- **Saved data entries**:
- - - -
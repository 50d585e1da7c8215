use axum::{extract::State, response::Json};
use serde_json::{json, Value};

use crate::app::AppState;
use crate::error::ApiError;

/// GET / - Service description
pub async fn root() -> Json<Value> {
    let version = env!("CARGO_PKG_VERSION");

    Json(json!({
        "success": true,
        "data": {
            "name": "Bookmarks API",
            "version": version,
            "endpoints": {
                "health": "/health (public)",
                "auth": "/auth/signup, /auth/signin (public - token acquisition)",
                "users": "/users/me, /users (protected)",
                "bookmarks": "/bookmarks[/:id] (protected)",
            }
        }
    }))
}

/// GET /health - Liveness plus store connectivity; 503 when the store is unreachable
pub async fn health(State(state): State<AppState>) -> Result<Json<Value>, ApiError> {
    let backend = state.store.backend_name();

    state.store.health_check().await.map_err(|e| {
        tracing::error!("Health check failed for {} store: {}", backend, e);
        ApiError::service_unavailable(format!("{} store unavailable", backend))
    })?;

    Ok(Json(json!({
        "success": true,
        "data": {
            "status": "ok",
            "timestamp": chrono::Utc::now(),
            "store": backend
        }
    })))
}
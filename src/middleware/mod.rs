pub mod auth;
pub mod response;
pub mod validate_user;

pub use auth::{jwt_auth_middleware, AuthUser};
pub use response::{ApiResponse, ApiResult};
pub use validate_user::{validate_user_middleware, ValidatedUser};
- - - -
Scan the records above for the string "ApiError", and copy every line where it turns up.

use crate::error::ApiError;
pub async fn health(State(state): State<AppState>) -> Result<Json<Value>, ApiError> {
        ApiError::service_unavailable(format!("{} store unavailable", backend))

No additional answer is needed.